To those of us who think this a bad idea, two thoughts give comfort. For starters, the push for the repeal amendment probably won’t go far.
Scores of constitutional amendments are proposed every Congress, more than 1,000 through the years.
And yet, in 219 years since Congress adopted the first 10 amendments in the Bill of Rights, only 17 more have made it all the way through. And two of those canceled each other out. First alcoholic beverages sales were banned. Then they were unbanned.
However much publicity the proposals attract, they tend to die quiet deaths still trying to make it the first step: approval of two-thirds of each house of Congress.
That will be even tougher in this case because members have an institutional, instinctual distaste for any proposal that would weaken their authority. If Congress were OK with sharing power with the states, no one would be pushing the repeal amendment in the first place.
But there is another way to move the amendment along besides going straight to Congress. It hasn’t been used since the adoption of the Constitution except as a threat. That’s how the repealers would use it, too.
The Constitution says that if two-thirds of the state legislatures vote to call a constitutional convention, Congress must do it.

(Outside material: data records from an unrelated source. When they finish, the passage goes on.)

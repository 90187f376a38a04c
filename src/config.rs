use analysis_daemon::{
    DriverConfig, FileWatcherConfig, LifecycleSettings, PollingWorkerConfig, SupervisorError,
    WorkerConfig, WorkerKind,
};
use anyhow::{Context, Result};
use serde::{Deserialize, Serialize};
use serde_json::Value;
use std::collections::BTreeMap;
use std::env;
use std::fs;
use std::path::{Path, PathBuf};
use std::time::Duration;

/// Directory under the project root holding config, logs and PID files.
pub const STATE_DIR_NAME: &str = ".code-analysis";
pub const CONFIG_FILE_NAME: &str = "config.toml";

/// Configuration file contents. Every field is optional; missing ones take
/// defaults derived from the project root.
#[derive(Debug, Clone, Serialize, Deserialize, Default)]
pub struct ConfigFile {
    #[serde(skip_serializing_if = "Option::is_none")]
    pub state_dir: Option<PathBuf>,
    #[serde(skip_serializing_if = "Option::is_none")]
    pub log_dir: Option<PathBuf>,
    #[serde(skip_serializing_if = "Option::is_none")]
    pub pid_dir: Option<PathBuf>,
    #[serde(skip_serializing_if = "Option::is_none")]
    pub storage_path: Option<PathBuf>,
    #[serde(skip_serializing_if = "Option::is_none")]
    pub socket_dir: Option<PathBuf>,
    #[serde(skip_serializing_if = "Option::is_none")]
    pub monitor_interval_secs: Option<u64>,
    #[serde(skip_serializing_if = "Option::is_none")]
    pub stop_timeout_secs: Option<u64>,
    #[serde(skip_serializing_if = "Option::is_none")]
    pub kill_wait_ms: Option<u64>,
    #[serde(skip_serializing_if = "Option::is_none")]
    pub driver_ready_delay_ms: Option<u64>,
    #[serde(skip_serializing_if = "Option::is_none")]
    pub queue_capacity: Option<usize>,
    #[serde(skip_serializing_if = "Option::is_none")]
    pub log_level: Option<String>,
    #[serde(skip_serializing_if = "Option::is_none")]
    pub watch_dirs: Option<Vec<PathBuf>>,
    #[serde(skip_serializing_if = "Option::is_none")]
    pub watch_poll_secs: Option<u64>,
    #[serde(skip_serializing_if = "Option::is_none")]
    pub worker_poll_secs: Option<u64>,
    #[serde(skip_serializing_if = "Option::is_none")]
    pub worker_batch_size: Option<usize>,
    #[serde(skip_serializing_if = "Option::is_none")]
    pub worker_program: Option<PathBuf>,
    #[serde(skip_serializing_if = "Option::is_none")]
    pub driver_settings: Option<BTreeMap<String, Value>>,
}

/// Fully resolved supervisor configuration with all paths absolute.
#[derive(Debug, Clone, PartialEq, Serialize)]
pub struct SupervisorConfig {
    pub project_root: PathBuf,
    pub state_dir: PathBuf,
    pub log_dir: PathBuf,
    pub pid_dir: PathBuf,
    pub storage_path: PathBuf,
    pub socket_dir: Option<PathBuf>,
    pub monitor_interval_secs: u64,
    pub stop_timeout_secs: u64,
    pub kill_wait_ms: u64,
    pub driver_ready_delay_ms: u64,
    pub queue_capacity: usize,
    pub log_level: String,
    pub watch_dirs: Vec<PathBuf>,
    pub watch_poll_secs: u64,
    pub worker_poll_secs: u64,
    pub worker_batch_size: usize,
    pub worker_program: Option<PathBuf>,
    pub driver_settings: BTreeMap<String, Value>,
}

impl SupervisorConfig {
    /// Load configuration for `project_root` (the current directory when
    /// `None`). An explicit `config_path` must exist; the default location
    /// is optional.
    pub fn load(config_path: Option<&Path>, project_root: Option<PathBuf>) -> Result<Self> {
        let project_root = match project_root {
            Some(root) => root,
            None => env::current_dir().context("Failed to determine current directory")?,
        };
        let project_root = std::path::absolute(&project_root)
            .with_context(|| format!("Failed to resolve project root {project_root:?}"))?;

        let file = match config_path {
            Some(path) => Self::load_from_file(path)?,
            None => {
                let default_path = project_root.join(STATE_DIR_NAME).join(CONFIG_FILE_NAME);
                if default_path.exists() {
                    Self::load_from_file(&default_path)?
                } else {
                    ConfigFile::default()
                }
            }
        };

        let mut config = Self::resolve(project_root, file);
        config.apply_env_overrides();
        config.validate()?;
        Ok(config)
    }

    fn load_from_file(path: &Path) -> Result<ConfigFile> {
        let content =
            fs::read_to_string(path).context(format!("Failed to read config file: {path:?}"))?;
        let config: ConfigFile =
            toml::from_str(&content).context(format!("Failed to parse config file: {path:?}"))?;
        Ok(config)
    }

    /// Fill in defaults. Relative paths are taken relative to `project_root`.
    pub fn resolve(project_root: PathBuf, file: ConfigFile) -> Self {
        let rooted = |path: PathBuf| {
            if path.is_absolute() {
                path
            } else {
                project_root.join(path)
            }
        };

        let state_dir = file
            .state_dir
            .map(rooted)
            .unwrap_or_else(|| project_root.join(STATE_DIR_NAME));
        let log_dir = file
            .log_dir
            .map(rooted)
            .unwrap_or_else(|| state_dir.join("logs"));
        let pid_dir = file
            .pid_dir
            .map(rooted)
            .unwrap_or_else(|| state_dir.join("run"));
        let storage_path = file
            .storage_path
            .map(rooted)
            .unwrap_or_else(|| project_root.join("data").join("code_analysis.db"));
        let watch_dirs = file
            .watch_dirs
            .map(|dirs| dirs.into_iter().map(rooted).collect())
            .unwrap_or_else(|| vec![project_root.clone()]);

        Self {
            socket_dir: file.socket_dir.map(rooted),
            worker_program: file.worker_program.map(rooted),
            state_dir,
            log_dir,
            pid_dir,
            storage_path,
            watch_dirs,
            monitor_interval_secs: file.monitor_interval_secs.unwrap_or(10),
            stop_timeout_secs: file.stop_timeout_secs.unwrap_or(10),
            kill_wait_ms: file.kill_wait_ms.unwrap_or(2000),
            driver_ready_delay_ms: file.driver_ready_delay_ms.unwrap_or(500),
            queue_capacity: file.queue_capacity.unwrap_or(256),
            log_level: file.log_level.unwrap_or_else(|| "info".to_string()),
            watch_poll_secs: file.watch_poll_secs.unwrap_or(2),
            worker_poll_secs: file.worker_poll_secs.unwrap_or(5),
            worker_batch_size: file.worker_batch_size.unwrap_or(100),
            driver_settings: file.driver_settings.unwrap_or_default(),
            project_root,
        }
    }

    /// Apply `CODE_ANALYSIS_*` environment variable overrides.
    fn apply_env_overrides(&mut self) {
        if let Ok(val) = env::var("CODE_ANALYSIS_STATE_DIR") {
            let state_dir = PathBuf::from(val);
            // Directories derived from the old state dir follow it
            if self.log_dir == self.state_dir.join("logs") {
                self.log_dir = state_dir.join("logs");
            }
            if self.pid_dir == self.state_dir.join("run") {
                self.pid_dir = state_dir.join("run");
            }
            self.state_dir = state_dir;
        }
        if let Ok(val) = env::var("CODE_ANALYSIS_STORAGE_PATH") {
            self.storage_path = PathBuf::from(val);
        }
        if let Ok(val) = env::var("CODE_ANALYSIS_SOCKET_DIR") {
            self.socket_dir = if val.is_empty() {
                None
            } else {
                Some(PathBuf::from(val))
            };
        }
    }

    pub fn validate(&self) -> std::result::Result<(), SupervisorError> {
        let positive = [
            ("monitor_interval_secs", self.monitor_interval_secs),
            ("stop_timeout_secs", self.stop_timeout_secs),
            ("kill_wait_ms", self.kill_wait_ms),
            ("watch_poll_secs", self.watch_poll_secs),
            ("worker_poll_secs", self.worker_poll_secs),
        ];
        for (name, value) in positive {
            if value == 0 {
                return Err(SupervisorError::invalid_config(format!(
                    "{name} must be greater than zero"
                )));
            }
        }
        if self.queue_capacity == 0 {
            return Err(SupervisorError::invalid_config(
                "queue_capacity must be greater than zero",
            ));
        }
        if self.worker_batch_size == 0 {
            return Err(SupervisorError::invalid_config(
                "worker_batch_size must be greater than zero",
            ));
        }
        if self.watch_dirs.is_empty() {
            return Err(SupervisorError::invalid_config(
                "watch_dirs must name at least one directory",
            ));
        }
        Ok(())
    }

    pub fn stop_timeout(&self) -> Duration {
        Duration::from_secs(self.stop_timeout_secs)
    }

    pub fn monitor_interval(&self) -> Duration {
        Duration::from_secs(self.monitor_interval_secs)
    }

    pub fn lifecycle_settings(&self) -> LifecycleSettings {
        let mut settings = LifecycleSettings::new(&self.pid_dir);
        settings.kill_wait = Duration::from_millis(self.kill_wait_ms);
        settings.driver_ready_delay = Duration::from_millis(self.driver_ready_delay_ms);
        settings
    }

    /// Socket of the driver that owns the configured storage file.
    pub fn driver_socket_path(&self) -> PathBuf {
        analysis_daemon::driver_socket_path(&self.storage_path, self.socket_dir.as_deref())
    }

    pub fn log_path(&self, kind: WorkerKind) -> PathBuf {
        self.log_dir.join(format!("{}.log", kind.as_str()))
    }

    pub fn watcher_lock_path(&self) -> PathBuf {
        self.pid_dir.join("file_watcher.lock")
    }

    pub fn driver_config(&self) -> DriverConfig {
        let mut driver = DriverConfig::sqlite(&self.storage_path);
        driver.driver_settings = self.driver_settings.clone();
        driver.socket_path = Some(self.driver_socket_path());
        driver.log_path = Some(self.log_path(WorkerKind::DatabaseDriver));
        driver.queue_capacity = self.queue_capacity;
        driver
    }

    /// Start configuration for one worker kind.
    pub fn worker_config(&self, kind: WorkerKind) -> WorkerConfig {
        let polling = || PollingWorkerConfig {
            socket_path: self.driver_socket_path(),
            poll_interval_secs: self.worker_poll_secs,
            batch_size: self.worker_batch_size,
            log_path: Some(self.log_path(kind)),
        };

        match kind {
            WorkerKind::DatabaseDriver => WorkerConfig::DatabaseDriver(self.driver_config()),
            WorkerKind::FileWatcher => WorkerConfig::FileWatcher(FileWatcherConfig {
                watch_dirs: self.watch_dirs.clone(),
                poll_interval_secs: self.watch_poll_secs,
                socket_path: self.driver_socket_path(),
                lock_path: self.watcher_lock_path(),
                log_path: Some(self.log_path(kind)),
            }),
            WorkerKind::Indexing => WorkerConfig::Indexing(polling()),
            WorkerKind::Vectorization => WorkerConfig::Vectorization(polling()),
        }
    }

    /// Configurations for `kinds` in boot order (all kinds when empty).
    pub fn worker_configs(&self, kinds: &[WorkerKind]) -> Vec<WorkerConfig> {
        WorkerKind::ALL
            .into_iter()
            .filter(|kind| kinds.is_empty() || kinds.contains(kind))
            .map(|kind| self.worker_config(kind))
            .collect()
    }
}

Convention delegates would then decide whether to send the proposed amendment on for ratification.
So feared is the idea of a constitutional convention that none have been called since 1787, when delegates tossed out the Articles of Confederation and replaced them with the Constitution.
The worry since then has been that a convention called for a single purpose could take up all kinds of mischief.
Ah, but the fear of a constitutional convention gives the pro-repealers a weapon. If they get close to winning enough state support to call a convention, Congress might just act first to avoid that and cast enough votes to move the amendment to the second step: ratification.
If amendment backers can get that far, they’d need to pick up a few more states to win ratification by the required three- fourths, or 38.
Americans have a visceral reaction against monkeying with the Constitution. Its framers made amending the document difficult, as well it should be. But its backers say this one is different.
“The fact that the amendment aligns with the interests of state lawmakers gives it a somewhat better chance than your average amendment,” Randy Barnett, the Georgetown University law professor who wrote the proposed revision, said yesterday in a telephone interview.
OK, so let’s pretend that the thing finally gets ratified and becomes the 28th Amendment. Will the foundations of government shake?
Probably not. That’s the second comforting thought.
Congress would have to pass a law so widely despised that both houses of 34 state legislatures would agree to repeal it.
“Once you have the kind of support necessary to legislate at the national level, it’s hard to believe that there’d be some huge national consensus in the other direction that just hadn’t been revealed by the national political process,” says Richard Pildes, a constitutional law professor at New York University.
Not even the national health-care reform law has drawn that kind of opposition. Only 21 states have sued to stop it, a number that would probably drop if governors and attorneys general had needed their legislatures to approve of the litigation.
A more likely use of the repeal would be to undo little- noticed items that hurt the states and are “‘tucked into complex, omnibus bills,” Barnett said.
“Arming the states with this veto power does put them at the table before Congress acts, and then allows them to repeal abuses of power” after the fact, he said.
They can repeal, but they can’t make it stick. The amendment also states the obvious: Congress can then re-enact a repealed law by majority vote.
So, what’s the point?
The point is to state yet another way that there are folks out there who believe Washington has gone too far.
This we already knew.
(Ann Woolner is a Bloomberg News columnist. The opinions expressed are her own.)